Little Brickhill is a village and civil parish in the unitary authority area of the City of Milton Keynes, Buckinghamshire, England.  Located immediately to the west of the A5, it is just outside and overlooking the Milton Keynes urban area, about  south-east of Fenny Stratford, and  south-east of Woburn, Bedfordshire.  At the 2011 census, it had a population of 407.

The village name "Brickhill" is a compound of Brythonic and Old English words that have the same meaning: a common occurrence in this part of the country.  The Brythonic word breg means "hill", as does the Old English word hyll.  In the Domesday Book of 1086 the village was referred to as Brichelle. This spelling also occurs in 1422, denoting the place where John Langon was the vicar.

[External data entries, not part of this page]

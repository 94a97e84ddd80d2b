//! HTTP/JSON gateway over the log service

use std::future::Future;

use axum::extract::rejection::{JsonRejection, PathRejection, QueryRejection};
use axum::extract::{Path, Query, State};
use axum::http::StatusCode;
use axum::response::{IntoResponse, Response};
use axum::routing::{get, post};
use axum::{Json, Router};
use logline_core::VersionedKvStore;
use logline_service::{
    BatchCreateLogLinesRequest, BatchCreateLogLinesResponse, CountResponse, CreateLogLineRequest,
    CreateLogLineResponse, LogLineHistories, LogLineView, LogLines, LogService, ServiceError,
};
use serde::Deserialize;
use serde_json::json;
use tokio::net::TcpListener;
use tower_http::cors::CorsLayer;
use tower_http::trace::TraceLayer;
use tracing::info;

/// Error response: `{"error": "..."}` with a matching status code
#[derive(Debug)]
pub struct ApiError {
    status: StatusCode,
    message: String,
}

impl ApiError {
    pub fn new(status: StatusCode, message: impl Into<String>) -> Self {
        Self {
            status,
            message: message.into(),
        }
    }

    pub fn status(&self) -> StatusCode {
        self.status
    }
}

impl From<ServiceError> for ApiError {
    fn from(err: ServiceError) -> Self {
        let status =
            StatusCode::from_u16(err.status_code()).unwrap_or(StatusCode::INTERNAL_SERVER_ERROR);
        Self::new(status, err.to_string())
    }
}

impl From<JsonRejection> for ApiError {
    fn from(rejection: JsonRejection) -> Self {
        Self::new(rejection.status(), rejection.body_text())
    }
}

impl From<PathRejection> for ApiError {
    fn from(rejection: PathRejection) -> Self {
        Self::new(StatusCode::BAD_REQUEST, rejection.body_text())
    }
}

impl From<QueryRejection> for ApiError {
    fn from(rejection: QueryRejection) -> Self {
        Self::new(StatusCode::BAD_REQUEST, rejection.body_text())
    }
}

/// Query string of `GET /v1/logs/prefix`; a missing prefix matches every key
#[derive(Debug, Default, Deserialize)]
struct PrefixQuery {
    #[serde(default)]
    prefix: String,
}

impl IntoResponse for ApiError {
    fn into_response(self) -> Response {
        (self.status, Json(json!({ "error": self.message }))).into_response()
    }
}

type ApiResult<T> = Result<Json<T>, ApiError>;

/// Build the gateway router
///
/// | Method | Path                          |
/// |--------|-------------------------------|
/// | POST   | `/v1/logs`                    |
/// | POST   | `/v1/logs/batch`              |
/// | GET    | `/v1/logs/count`              |
/// | GET    | `/v1/logs/key/{key}`          |
/// | GET    | `/v1/logs/prefix?prefix=...`  |
/// | GET    | `/v1/logs/prefix/{prefix}`    |
/// | GET    | `/v1/logs/bucket/{bucket}`    |
/// | GET    | `/v1/logs/history`            |
/// | GET    | `/v1/logs/history/last/{n}`   |
pub fn router<S>(service: LogService<S>) -> Router
where
    S: VersionedKvStore + 'static,
{
    Router::new()
        .route("/v1/logs", post(create_log_line::<S>))
        .route("/v1/logs/batch", post(batch_create_log_lines::<S>))
        .route("/v1/logs/count", get(count::<S>))
        .route("/v1/logs/key/{key}", get(by_key::<S>))
        .route("/v1/logs/prefix", get(by_prefix_query::<S>))
        .route("/v1/logs/prefix/{prefix}", get(by_prefix::<S>))
        .route("/v1/logs/bucket/{bucket}", get(by_bucket::<S>))
        .route("/v1/logs/history", get(all_history::<S>))
        .route("/v1/logs/history/last/{n}", get(last_n_history::<S>))
        .layer(TraceLayer::new_for_http())
        .layer(CorsLayer::permissive())
        .with_state(service)
}

/// Serve `app` on `listener` until `shutdown` resolves
pub async fn serve<F>(listener: TcpListener, app: Router, shutdown: F) -> std::io::Result<()>
where
    F: Future<Output = ()> + Send + 'static,
{
    if let Ok(addr) = listener.local_addr() {
        info!(%addr, "Log line gateway listening");
    }
    axum::serve(listener, app)
        .with_graceful_shutdown(shutdown)
        .await?;
    info!("Log line gateway shut down");
    Ok(())
}

async fn create_log_line<S: VersionedKvStore + 'static>(
    State(service): State<LogService<S>>,
    payload: Result<Json<CreateLogLineRequest>, JsonRejection>,
) -> ApiResult<CreateLogLineResponse> {
    let Json(request) = payload?;
    Ok(Json(service.create_log_line(&request).await?))
}

async fn batch_create_log_lines<S: VersionedKvStore + 'static>(
    State(service): State<LogService<S>>,
    payload: Result<Json<BatchCreateLogLinesRequest>, JsonRejection>,
) -> ApiResult<BatchCreateLogLinesResponse> {
    let Json(request) = payload?;
    Ok(Json(service.batch_create_log_lines(&request).await?))
}

async fn count<S: VersionedKvStore + 'static>(
    State(service): State<LogService<S>>,
) -> ApiResult<CountResponse> {
    Ok(Json(service.get_log_line_count().await?))
}

async fn by_key<S: VersionedKvStore + 'static>(
    State(service): State<LogService<S>>,
    key: Result<Path<String>, PathRejection>,
) -> ApiResult<LogLineView> {
    let Path(key) = key?;
    Ok(Json(service.get_log_line_by_key(&key).await?))
}

async fn by_prefix<S: VersionedKvStore + 'static>(
    State(service): State<LogService<S>>,
    prefix: Result<Path<String>, PathRejection>,
) -> ApiResult<LogLines> {
    let Path(prefix) = prefix?;
    Ok(Json(service.get_log_lines_by_prefix(&prefix).await?))
}

async fn by_prefix_query<S: VersionedKvStore + 'static>(
    State(service): State<LogService<S>>,
    query: Result<Query<PrefixQuery>, QueryRejection>,
) -> ApiResult<LogLines> {
    let Query(query) = query?;
    Ok(Json(service.get_log_lines_by_prefix(&query.prefix).await?))
}

async fn by_bucket<S: VersionedKvStore + 'static>(
    State(service): State<LogService<S>>,
    bucket: Result<Path<String>, PathRejection>,
) -> ApiResult<LogLines> {
    let Path(bucket) = bucket?;
    Ok(Json(service.get_log_lines_by_bucket(&bucket).await?))
}

async fn all_history<S: VersionedKvStore + 'static>(
    State(service): State<LogService<S>>,
) -> ApiResult<LogLineHistories> {
    Ok(Json(service.get_all_log_lines_history().await?))
}

async fn last_n_history<S: VersionedKvStore + 'static>(
    State(service): State<LogService<S>>,
    n: Result<Path<usize>, PathRejection>,
) -> ApiResult<LogLineHistories> {
    let Path(n) = n?;
    Ok(Json(service.get_last_n_log_lines_history(n).await?))
}
//! # JSX Editor Native Core
//!
//! Source-patching engine behind the in-browser visual editor: instrument
//! JSX with file/line/column provenance at build time, then round-trip
//! attribute edits back into the original source via span-level patching.
//!
//! ## Source-Patching Invariants
//!
//! 1. **Single edit**: a successful update changes exactly one attribute on
//!    exactly one opening tag. Every other byte of the file survives the
//!    round-trip unchanged.
//! 2. **Write last**: nothing touches the file system until the patched
//!    text is fully regenerated. Read, parse and locate failures leave the
//!    file exactly as it was.
//! 3. **Layout preservation**: regeneration is span splicing into the
//!    original text, never a reprint. Line numbers of unmodified code stay
//!    stable, so instrumented coordinates keep working across edits.
//! 4. **First match wins**: the locator visits opening tags in document
//!    order; the first tag at the target coordinate is the target.
//! 5. **Static values only**: a `className` backed by an expression is
//!    refused with `UNSUPPORTED_DYNAMIC_CLASSNAME` — rewriting it to a
//!    literal would silently destroy programmer-authored logic.
//! 6. **Fresh tree per request**: every update re-reads and re-parses disk
//!    content, so concurrent external edits are picked up naturally.

#[cfg(feature = "napi")]
use napi_derive::napi;

mod actions;
mod bridge;
mod cache;
mod contracts;
mod discovery;
mod inject;
mod instrument;
mod locate;
mod patch;
mod update;


pub use actions::{
    class_name_editor_action, ActionKind, ActionRegistration, ActionRegistry, OperationContext,
    OperationHandler, RegistryError,
};
pub use bridge::{ActionBridge, BridgeOptions, BridgeResponse};
pub use cache::InstrumentationCache;
pub use contracts::{
    ErrorCode, OperationResult, RuntimeActionRef, RuntimeBootstrapPayload, SelectionRef,
    UpdateError, UpdateRequest,
};
pub use discovery::{find_instrumentable_files, instrument_project, InstrumentedFile};
pub use inject::render_bootstrap_tag;
pub use instrument::{clean_bundler_id, instrument_source, InstrumentOptions, InstrumentedSource};
pub use locate::{
    collect_opening_elements, locate_opening_element, source_type_for_path, AttributeValueKind,
    LineIndex, LocatedAttribute, LocatedElement,
};
pub use patch::{apply_edits, set_string_attribute, PatchError, SourceEdit};
pub use update::{update_class_name, UpdateOutcome};

#[cfg(feature = "napi")]
pub use instrument::instrument_source_native;
#[cfg(feature = "napi")]
pub use update::update_class_name_native;

#[cfg(feature = "napi")]
#[napi]
pub fn editor_bridge() -> String {
    "Editor Native Bridge Connected".to_string()
}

The village has, for a long time, gathered most of its income from the Roman road Watling Street that passes through the parish from north-west to south-east, and anciently from a market that was established in the village in 1228.  At one time the county Assize Courts were held in Little Brickhill, making it adversely larger than nearby Great Brickhill.  The last time the assizes were heard here was in 1638.  Between 1561 and 1620 the names of a number of executed criminals appear in the burial register of the village. The village, being located on a major route to London, was a staging post for mail and passenger stagecoaches. "The Clockhouse" (now converted for residential use) housed just such a staging post, incorporating a stable, office, coach sheds, a hotel and a cowshed. Upon entering the courtyard, grooves can be seen in the cobble stones under the arch that were made by the wheels of countless coaches coming and going.

The village is also the final resting place of Dame V. Bushell (1756-1847), who was most well known for the "Veritas" movement, highlighting the plight of women in the village.

The village had two public houses, The George and The Green Man, but both are closed. , the former has become an Italian restaurant with bar, the latter has been converted to dwellings. The post office that was housed in the village shop closed down in 2008 which precipitated the closure of the shop itself.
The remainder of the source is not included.